■ **Exercise instructions**:
Return every line from the records below that has the word "DatabaseManager".

(Stored data)
*** Block opens ***
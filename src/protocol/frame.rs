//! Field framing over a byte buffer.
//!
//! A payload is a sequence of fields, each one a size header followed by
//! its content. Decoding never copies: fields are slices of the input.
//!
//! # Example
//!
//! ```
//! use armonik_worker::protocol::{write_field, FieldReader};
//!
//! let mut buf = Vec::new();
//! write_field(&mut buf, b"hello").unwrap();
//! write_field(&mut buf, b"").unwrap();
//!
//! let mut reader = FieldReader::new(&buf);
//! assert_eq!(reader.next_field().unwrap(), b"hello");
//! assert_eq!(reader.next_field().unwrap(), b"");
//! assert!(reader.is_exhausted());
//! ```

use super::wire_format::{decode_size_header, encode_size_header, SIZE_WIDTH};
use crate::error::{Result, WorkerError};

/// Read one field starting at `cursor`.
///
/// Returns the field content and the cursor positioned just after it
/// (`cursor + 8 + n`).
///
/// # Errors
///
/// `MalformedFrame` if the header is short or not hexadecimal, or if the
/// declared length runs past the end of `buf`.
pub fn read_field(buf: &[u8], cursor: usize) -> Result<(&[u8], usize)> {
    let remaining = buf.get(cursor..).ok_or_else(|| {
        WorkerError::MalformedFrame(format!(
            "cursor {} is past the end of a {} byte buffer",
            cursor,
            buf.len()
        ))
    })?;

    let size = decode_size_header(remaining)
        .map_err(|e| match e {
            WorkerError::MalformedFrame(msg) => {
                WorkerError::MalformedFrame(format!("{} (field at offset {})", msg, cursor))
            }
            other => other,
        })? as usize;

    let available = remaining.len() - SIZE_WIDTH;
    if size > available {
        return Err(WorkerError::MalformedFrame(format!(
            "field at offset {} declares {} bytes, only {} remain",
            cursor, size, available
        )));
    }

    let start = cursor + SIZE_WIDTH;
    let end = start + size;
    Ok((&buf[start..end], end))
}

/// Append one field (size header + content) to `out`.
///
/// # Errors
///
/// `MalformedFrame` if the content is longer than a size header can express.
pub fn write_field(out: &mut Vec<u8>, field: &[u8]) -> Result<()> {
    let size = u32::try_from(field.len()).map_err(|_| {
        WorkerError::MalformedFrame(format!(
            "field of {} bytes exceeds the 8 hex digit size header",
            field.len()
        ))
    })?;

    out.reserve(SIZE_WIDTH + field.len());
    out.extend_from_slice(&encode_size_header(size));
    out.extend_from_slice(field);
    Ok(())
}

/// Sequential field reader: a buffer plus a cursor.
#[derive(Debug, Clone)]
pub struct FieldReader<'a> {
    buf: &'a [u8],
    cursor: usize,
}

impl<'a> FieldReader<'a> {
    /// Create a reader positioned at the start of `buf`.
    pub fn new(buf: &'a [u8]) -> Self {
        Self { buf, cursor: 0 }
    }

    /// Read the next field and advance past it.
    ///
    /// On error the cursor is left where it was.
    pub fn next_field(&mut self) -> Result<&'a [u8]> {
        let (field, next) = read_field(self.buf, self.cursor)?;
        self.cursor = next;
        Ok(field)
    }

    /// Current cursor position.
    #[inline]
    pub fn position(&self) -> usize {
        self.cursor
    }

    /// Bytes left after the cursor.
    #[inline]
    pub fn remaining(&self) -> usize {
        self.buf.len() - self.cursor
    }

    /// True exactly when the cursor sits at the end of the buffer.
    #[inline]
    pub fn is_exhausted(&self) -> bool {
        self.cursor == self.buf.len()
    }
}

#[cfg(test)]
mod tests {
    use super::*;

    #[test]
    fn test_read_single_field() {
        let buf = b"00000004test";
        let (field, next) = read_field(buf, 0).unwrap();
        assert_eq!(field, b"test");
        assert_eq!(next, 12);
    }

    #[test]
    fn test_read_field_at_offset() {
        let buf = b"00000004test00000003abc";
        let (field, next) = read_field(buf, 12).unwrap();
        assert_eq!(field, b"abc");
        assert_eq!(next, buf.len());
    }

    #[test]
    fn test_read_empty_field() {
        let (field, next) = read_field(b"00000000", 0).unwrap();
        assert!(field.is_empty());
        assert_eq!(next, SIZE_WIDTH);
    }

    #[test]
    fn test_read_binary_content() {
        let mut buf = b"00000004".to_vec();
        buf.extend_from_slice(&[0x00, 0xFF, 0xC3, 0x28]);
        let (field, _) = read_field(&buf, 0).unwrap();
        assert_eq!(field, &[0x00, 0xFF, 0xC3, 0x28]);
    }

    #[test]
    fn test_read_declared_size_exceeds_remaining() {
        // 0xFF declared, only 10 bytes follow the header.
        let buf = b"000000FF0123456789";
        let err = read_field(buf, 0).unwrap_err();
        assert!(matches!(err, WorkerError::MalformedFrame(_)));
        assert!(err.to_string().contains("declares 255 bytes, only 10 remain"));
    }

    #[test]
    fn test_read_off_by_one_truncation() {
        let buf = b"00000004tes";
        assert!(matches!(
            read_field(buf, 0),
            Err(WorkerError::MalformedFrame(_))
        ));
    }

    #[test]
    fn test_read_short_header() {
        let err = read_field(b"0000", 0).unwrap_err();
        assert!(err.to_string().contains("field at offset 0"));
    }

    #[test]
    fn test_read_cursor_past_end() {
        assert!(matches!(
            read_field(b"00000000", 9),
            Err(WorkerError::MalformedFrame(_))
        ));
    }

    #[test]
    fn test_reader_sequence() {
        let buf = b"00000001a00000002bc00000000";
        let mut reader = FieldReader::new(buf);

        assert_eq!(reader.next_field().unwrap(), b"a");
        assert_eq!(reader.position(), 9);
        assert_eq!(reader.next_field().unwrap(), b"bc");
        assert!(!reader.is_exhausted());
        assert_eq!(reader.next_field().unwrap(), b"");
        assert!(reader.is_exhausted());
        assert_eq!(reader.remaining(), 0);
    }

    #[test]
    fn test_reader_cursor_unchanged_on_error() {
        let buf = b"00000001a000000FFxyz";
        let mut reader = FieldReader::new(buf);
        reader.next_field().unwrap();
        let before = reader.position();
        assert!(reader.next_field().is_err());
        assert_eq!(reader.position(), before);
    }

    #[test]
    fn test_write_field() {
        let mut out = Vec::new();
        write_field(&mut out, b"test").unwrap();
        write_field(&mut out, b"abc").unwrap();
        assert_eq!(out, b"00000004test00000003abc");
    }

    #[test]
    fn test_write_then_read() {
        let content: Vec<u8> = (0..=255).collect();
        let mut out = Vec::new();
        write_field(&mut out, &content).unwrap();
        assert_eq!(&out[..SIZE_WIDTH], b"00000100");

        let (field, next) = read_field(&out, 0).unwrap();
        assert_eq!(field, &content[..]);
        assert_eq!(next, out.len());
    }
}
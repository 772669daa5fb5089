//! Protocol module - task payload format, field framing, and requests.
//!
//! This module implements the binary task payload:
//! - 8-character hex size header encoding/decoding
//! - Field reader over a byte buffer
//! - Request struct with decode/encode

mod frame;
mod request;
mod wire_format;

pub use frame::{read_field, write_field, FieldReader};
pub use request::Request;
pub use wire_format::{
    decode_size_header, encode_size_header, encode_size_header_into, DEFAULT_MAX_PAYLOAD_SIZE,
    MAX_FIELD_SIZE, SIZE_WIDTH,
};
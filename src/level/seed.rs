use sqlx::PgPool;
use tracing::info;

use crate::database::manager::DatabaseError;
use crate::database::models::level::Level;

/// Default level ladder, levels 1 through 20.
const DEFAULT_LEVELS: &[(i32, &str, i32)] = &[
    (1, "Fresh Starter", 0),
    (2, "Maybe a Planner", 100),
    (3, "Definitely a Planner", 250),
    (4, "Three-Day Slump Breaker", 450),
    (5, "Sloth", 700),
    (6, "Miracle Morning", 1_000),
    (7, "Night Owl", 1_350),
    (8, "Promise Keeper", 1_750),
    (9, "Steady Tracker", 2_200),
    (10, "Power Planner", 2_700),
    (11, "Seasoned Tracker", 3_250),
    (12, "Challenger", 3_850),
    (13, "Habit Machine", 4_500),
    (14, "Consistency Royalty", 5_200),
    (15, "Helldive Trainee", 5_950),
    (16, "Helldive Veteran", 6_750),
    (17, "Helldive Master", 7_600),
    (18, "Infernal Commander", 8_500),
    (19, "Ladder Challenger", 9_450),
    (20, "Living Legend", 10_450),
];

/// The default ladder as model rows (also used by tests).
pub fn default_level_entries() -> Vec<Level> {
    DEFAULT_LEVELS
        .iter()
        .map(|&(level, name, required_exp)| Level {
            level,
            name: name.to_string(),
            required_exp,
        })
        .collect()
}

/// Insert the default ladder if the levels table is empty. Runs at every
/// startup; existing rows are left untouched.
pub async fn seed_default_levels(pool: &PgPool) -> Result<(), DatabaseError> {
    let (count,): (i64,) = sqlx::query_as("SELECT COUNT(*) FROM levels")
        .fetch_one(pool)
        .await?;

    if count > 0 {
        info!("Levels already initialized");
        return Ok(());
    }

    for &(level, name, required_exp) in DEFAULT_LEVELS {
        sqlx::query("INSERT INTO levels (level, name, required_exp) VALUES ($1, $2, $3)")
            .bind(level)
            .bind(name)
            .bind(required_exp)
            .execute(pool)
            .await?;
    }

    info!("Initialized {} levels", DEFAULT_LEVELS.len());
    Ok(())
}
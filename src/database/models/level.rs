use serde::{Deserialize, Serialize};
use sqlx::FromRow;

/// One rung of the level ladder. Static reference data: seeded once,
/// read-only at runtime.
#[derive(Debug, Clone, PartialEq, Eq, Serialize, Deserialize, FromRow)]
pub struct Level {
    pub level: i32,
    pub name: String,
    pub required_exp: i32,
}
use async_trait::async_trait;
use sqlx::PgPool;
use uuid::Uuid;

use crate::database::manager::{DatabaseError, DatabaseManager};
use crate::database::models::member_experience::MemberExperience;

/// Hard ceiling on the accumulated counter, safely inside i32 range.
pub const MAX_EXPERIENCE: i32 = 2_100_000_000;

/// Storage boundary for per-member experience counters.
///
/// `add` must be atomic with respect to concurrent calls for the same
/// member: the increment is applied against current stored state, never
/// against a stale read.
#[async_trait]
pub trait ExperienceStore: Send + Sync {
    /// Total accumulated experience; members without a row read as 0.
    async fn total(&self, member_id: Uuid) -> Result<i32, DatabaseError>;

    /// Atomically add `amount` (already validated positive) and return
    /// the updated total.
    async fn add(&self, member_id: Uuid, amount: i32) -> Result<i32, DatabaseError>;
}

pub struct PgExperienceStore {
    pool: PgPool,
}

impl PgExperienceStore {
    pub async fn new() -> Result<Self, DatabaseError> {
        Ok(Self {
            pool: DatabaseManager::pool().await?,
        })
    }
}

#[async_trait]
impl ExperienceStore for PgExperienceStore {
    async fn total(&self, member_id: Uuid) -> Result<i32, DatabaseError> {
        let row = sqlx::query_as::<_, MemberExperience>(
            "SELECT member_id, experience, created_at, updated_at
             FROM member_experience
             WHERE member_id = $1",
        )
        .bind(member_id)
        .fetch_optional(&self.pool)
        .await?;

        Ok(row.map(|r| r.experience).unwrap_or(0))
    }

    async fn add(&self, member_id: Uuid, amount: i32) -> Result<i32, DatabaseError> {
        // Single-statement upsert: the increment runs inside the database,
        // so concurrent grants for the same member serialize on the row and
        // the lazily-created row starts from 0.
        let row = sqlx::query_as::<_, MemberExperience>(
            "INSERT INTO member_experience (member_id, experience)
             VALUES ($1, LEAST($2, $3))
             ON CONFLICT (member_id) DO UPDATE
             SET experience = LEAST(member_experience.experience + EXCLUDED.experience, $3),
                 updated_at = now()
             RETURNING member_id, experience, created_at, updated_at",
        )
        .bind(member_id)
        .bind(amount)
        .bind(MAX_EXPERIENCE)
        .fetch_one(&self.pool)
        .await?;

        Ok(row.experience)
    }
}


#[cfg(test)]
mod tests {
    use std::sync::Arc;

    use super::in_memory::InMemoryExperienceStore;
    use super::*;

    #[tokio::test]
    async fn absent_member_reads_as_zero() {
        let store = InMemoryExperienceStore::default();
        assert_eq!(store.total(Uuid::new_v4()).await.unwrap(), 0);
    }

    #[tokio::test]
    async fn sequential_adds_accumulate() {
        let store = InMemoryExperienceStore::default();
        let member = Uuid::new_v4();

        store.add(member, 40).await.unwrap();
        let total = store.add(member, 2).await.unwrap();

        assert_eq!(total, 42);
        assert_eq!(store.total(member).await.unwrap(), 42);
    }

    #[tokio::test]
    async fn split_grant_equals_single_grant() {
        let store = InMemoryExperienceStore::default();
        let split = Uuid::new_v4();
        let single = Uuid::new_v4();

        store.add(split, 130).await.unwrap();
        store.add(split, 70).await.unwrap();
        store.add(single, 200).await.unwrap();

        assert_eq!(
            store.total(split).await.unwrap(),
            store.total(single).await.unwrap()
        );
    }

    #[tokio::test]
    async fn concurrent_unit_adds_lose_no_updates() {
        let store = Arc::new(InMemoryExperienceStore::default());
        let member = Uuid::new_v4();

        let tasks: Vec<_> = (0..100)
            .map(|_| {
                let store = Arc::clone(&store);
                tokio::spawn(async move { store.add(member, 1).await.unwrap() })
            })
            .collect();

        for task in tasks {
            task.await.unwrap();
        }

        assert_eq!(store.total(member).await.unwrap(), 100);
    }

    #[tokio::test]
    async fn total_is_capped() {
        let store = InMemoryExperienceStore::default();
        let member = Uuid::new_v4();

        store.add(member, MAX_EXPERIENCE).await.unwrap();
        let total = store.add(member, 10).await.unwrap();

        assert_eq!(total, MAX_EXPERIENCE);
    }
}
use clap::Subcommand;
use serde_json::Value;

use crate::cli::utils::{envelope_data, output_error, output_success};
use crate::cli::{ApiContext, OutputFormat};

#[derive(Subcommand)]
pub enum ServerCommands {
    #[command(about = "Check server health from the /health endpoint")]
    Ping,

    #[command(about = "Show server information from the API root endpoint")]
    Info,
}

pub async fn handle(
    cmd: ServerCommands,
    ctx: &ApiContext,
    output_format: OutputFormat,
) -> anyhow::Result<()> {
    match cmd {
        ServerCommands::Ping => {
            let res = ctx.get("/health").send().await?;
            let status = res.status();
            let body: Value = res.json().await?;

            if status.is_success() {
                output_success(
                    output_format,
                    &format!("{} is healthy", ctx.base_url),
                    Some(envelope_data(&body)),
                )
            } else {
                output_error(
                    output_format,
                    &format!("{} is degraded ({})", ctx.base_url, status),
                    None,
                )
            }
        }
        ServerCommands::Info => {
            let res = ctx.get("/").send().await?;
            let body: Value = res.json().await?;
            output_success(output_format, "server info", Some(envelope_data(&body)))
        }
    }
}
*** Block closes ***
■ **Written answer**:
use crate::database::manager::{DatabaseError, DatabaseManager};
            pool: DatabaseManager::pool().await?,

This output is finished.